Based on the novel ‘The English Teacher’ by Yiftach Reicher Atir, Yuval Adler’s film is interesting in the way it flirts with simultaneous insider and outsider status; spy movies often revolve around the question of where loyalties lie, and this one puts an intriguing spin on that prospect.
Kruger’s character is effectively a drifter who became connected to Mossad almost by accident after she dated an Israeli. She winds up in Tehran undercover as a language teacher and gathers incidental information on the comings and goings of the defence ministry. She’s romanced by a local software developer, who Mossad then takes an interest in.
The notion of being torn between love and duty is fairly routine, but Kruger performs it well, looking tense but brave, and inscrutable as to just what is making her tick beyond simple survival. Freeman is similarly strong in an unfamiliar role, although the fact we’re so accustomed to seeing him playing straight men, even in his comedic work, means it doesn’t feel like much of a stretch for him.
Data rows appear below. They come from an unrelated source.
use super::*;
use crate::foundation::core::Canvas;
use crate::presets::{builtin_registry, how_the_web_works};

#[test]
fn builtin_registry_lists_the_preset() {
    let registry = builtin_registry().unwrap();
    assert_eq!(registry.ids().collect::<Vec<_>>(), ["HowTheWebWorks"]);
    assert_eq!(registry.len(), 1);
    assert!(!registry.is_empty());

    let info = registry.info("HowTheWebWorks").unwrap();
    assert_eq!(
        info,
        CompositionInfo {
            id: "HowTheWebWorks".to_owned(),
            total_frames: 5500,
            fps: Fps { num: 30, den: 1 },
            width: 1920,
            height: 1080,
        }
    );
}

#[test]
fn duplicate_ids_are_rejected() {
    let mut registry = Registry::new();
    registry.register(how_the_web_works().unwrap()).unwrap();
    let err = registry.register(how_the_web_works().unwrap()).unwrap_err();
    assert!(err.to_string().contains("duplicate composition id 'HowTheWebWorks'"));
}

#[test]
fn invalid_compositions_are_not_admitted() {
    let mut comp = how_the_web_works().unwrap();
    comp.id = "Broken".to_owned();
    comp.declared_frames = Some(5474);
    let mut registry = Registry::new();
    assert!(matches!(
        registry.register(comp).unwrap_err(),
        ExplainerError::DeclaredDurationMismatch {
            declared: 5474,
            computed: 5500,
            ..
        }
    ));
    assert!(registry.is_empty());
}

#[test]
fn lookups_by_unknown_id_fail() {
    let registry = builtin_registry().unwrap();
    assert!(registry.get("Nope").is_none());
    assert!(registry.info("Nope").is_err());
    assert!(registry.timeline("Nope").is_err());
}

#[test]
fn ids_are_sorted() {
    let mut registry = Registry::new();
    for id in ["b", "a", "c"] {
        let mut comp = how_the_web_works().unwrap();
        comp.id = id.to_owned();
        comp.canvas = Canvas {
            width: 1280,
            height: 720,
        };
        registry.register(comp).unwrap();
    }
    assert_eq!(registry.ids().collect::<Vec<_>>(), ["a", "b", "c"]);
    assert_eq!(registry.timeline("a").unwrap().total_frames(), 5500);
}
The film was financed in part by the Israeli culture ministry, yet it isn’t a simple propagandistic apologia for the activities of Mossad, one of the most controversial intelligence services in the world, run by one of the most intractable governments. The scenes of Tehran (many of which were shot in Bulgaria, while a secret second unit crew filmed actual Iranian markets and street scenes) show the city as decidedly modern, with a good airport, hip cafés and an underground party. “People in Tehran go out of their way to be nice to you,” says Rachel, reporting back to base. “They want to prove to you they’re not like what Western media makes them out to be.”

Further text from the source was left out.